The AHRC Leadership Fellows Scheme is designed to develop and promote research leaders – individuals who set research agendas, lead research communities, provide intellectual leadership in their own disciplines and beyond, have a transformative impact on their subject area, and also act as advocates for the value and benefits of arts and humanities research to publics beyond academia. The Scheme offers opportunities for researchers to work in partnership with the AHRC in strengthening leadership capacity and capabilities in the arts and humanities.
With metropolitan areas in the UK experiencing unprecedented demographic changes in the past twenty years, some places such as Birmingham can be described as ‘superdiverse’, meaning that the populations have become so diverse that no one group is a clear majority.
Dr Pihlaja explains “Religious differences have been seen as a site for conflict in these cities, with differences in religious belief and practice being a barrier for communities to work together. Although there has been a great deal of research looking at the language use that occurs between people in these communities, no one has specifically examined how religious identity influences how people talk and communicate within these contexts. Because what people believe is a core part of their identity, understanding its specific role in superdiverse contexts is important to help people from different religious backgrounds work together in their communities.”
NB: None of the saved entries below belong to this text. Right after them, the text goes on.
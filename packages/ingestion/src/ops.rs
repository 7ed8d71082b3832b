//! Operational read paths and maintenance scheduling.

use chrono::{Duration, Utc};
use sqlx::QueryBuilder;
use tracing::info;
use uuid::Uuid;

use crate::config::EngineConfig;
use crate::error::Result;
use crate::ledger;
use crate::store::Store;
use crate::types::{
    Candidate, CandidateState, JobInput, Posting, PostingStatus, ProvenanceEvent,
};

/// Filters for the candidate list.
#[derive(Debug, Clone, Default)]
pub struct CandidateFilter {
    pub state: Option<CandidateState>,
    pub source_key: Option<String>,
    pub moderation_route: Option<String>,
    pub limit: Option<i64>,
}

/// Filters for the posting list.
#[derive(Debug, Clone, Default)]
pub struct PostingFilter {
    pub status: Option<PostingStatus>,
    pub limit: Option<i64>,
}

/// Read-side queries for consoles and maintenance scheduling.
#[derive(Clone)]
pub struct Ops {
    store: Store,
    freshness_window_hours: i64,
    batch_size: i64,
    max_attempts: i32,
}

impl Ops {
    pub fn new(store: Store, config: &EngineConfig) -> Self {
        Self {
            store,
            freshness_window_hours: config.freshness_window_hours,
            batch_size: config.batch_size,
            max_attempts: config.max_attempts,
        }
    }

    pub async fn list_candidates(&self, filter: &CandidateFilter) -> Result<Vec<Candidate>> {
        let mut builder = QueryBuilder::new(
            "SELECT id, state, source_key, confidence, risk_flags, snapshot, \
             moderation_route, posting_id, created_at, updated_at \
             FROM candidates WHERE 1=1",
        );
        if let Some(state) = filter.state {
            builder.push(" AND state = ");
            builder.push_bind(state);
        }
        if let Some(source_key) = &filter.source_key {
            builder.push(" AND source_key = ");
            builder.push_bind(source_key.clone());
        }
        if let Some(route) = &filter.moderation_route {
            builder.push(" AND moderation_route = ");
            builder.push_bind(route.clone());
        }
        builder.push(" ORDER BY updated_at DESC LIMIT ");
        builder.push_bind(filter.limit.unwrap_or(100));

        let candidates = builder
            .build_query_as::<Candidate>()
            .fetch_all(self.store.pool())
            .await?;
        Ok(candidates)
    }

    pub async fn list_postings(&self, filter: &PostingFilter) -> Result<Vec<Posting>> {
        let mut builder = QueryBuilder::new(
            "SELECT id, candidate_id, status, title, organization, url, location, \
             tags, deadline, description, content_hash, normalized_url, \
             last_seen_at, created_at, updated_at \
             FROM postings WHERE 1=1",
        );
        if let Some(status) = filter.status {
            builder.push(" AND status = ");
            builder.push_bind(status);
        }
        builder.push(" ORDER BY last_seen_at DESC LIMIT ");
        builder.push_bind(filter.limit.unwrap_or(100));

        let postings = builder
            .build_query_as::<Posting>()
            .fetch_all(self.store.pool())
            .await?;
        Ok(postings)
    }

    /// Audit trail for one entity, oldest first.
    pub async fn events_for(
        &self,
        entity_type: &str,
        entity_id: Uuid,
    ) -> Result<Vec<ProvenanceEvent>> {
        ProvenanceEvent::list_for_entity(self.store.pool(), entity_type, entity_id, 500).await
    }

    /// Enqueue freshness checks for active postings unseen past the
    /// window. Returns how many new jobs were created; postings already
    /// covered by a live job are skipped by job dedupe.
    pub async fn schedule_freshness_checks(&self) -> Result<u64> {
        let cutoff = Utc::now() - Duration::hours(self.freshness_window_hours);
        let due = Posting::list_unseen_since(self.store.pool(), cutoff, self.batch_size).await?;

        let mut scheduled = 0u64;
        for posting in due {
            let mut tx = self.store.begin().await?;
            let enqueued = ledger::enqueue_in_tx(
                &mut tx,
                "posting",
                posting.id,
                &JobInput::CheckFreshness {
                    posting_id: posting.id,
                },
                self.max_attempts,
            )
            .await?;
            tx.commit().await?;

            if enqueued.is_created() {
                scheduled += 1;
            }
        }

        if scheduled > 0 {
            info!(count = scheduled, "scheduled freshness checks");
        }
        Ok(scheduled)
    }
}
Dr Pihlaja’s project, entitled ‘Language and Religion in the Superdiverse City’ looks at the relationships which exist between language use and religious identity in superdiverse environments. The project will investigate not only what people say about their experiences of religious diversity, but how they interact with each other, and will be set in the superdiverse city of Birmingham, building on existing collaborative partnerships between Dr Pihlaja and Citizens UK, an alliance of civil society associations.
Building on Newman University’s longstanding relationship with Citizens UK, Dr Pihlaja will work with associations where religious belief and practice play a significant role in the associations’ motivations or among the membership. He will gather primary data through participation in the activities of partner associations, listening to community members and leaders’ experiences in interviews and focus groups. After gathering the data, he will work with members in these associations to co-produce a resource to help people talk productively about their faith.
‘Language and Religion in the Superdiverse City’ will provide evidence for community organisers and leaders, teachers, and civil authorities to set priorities based on real data, and investigate how effectively and inclusively talking about religious identity might empower people to value themselves and those around them. The project begins in June 2021 and will run for 18 months.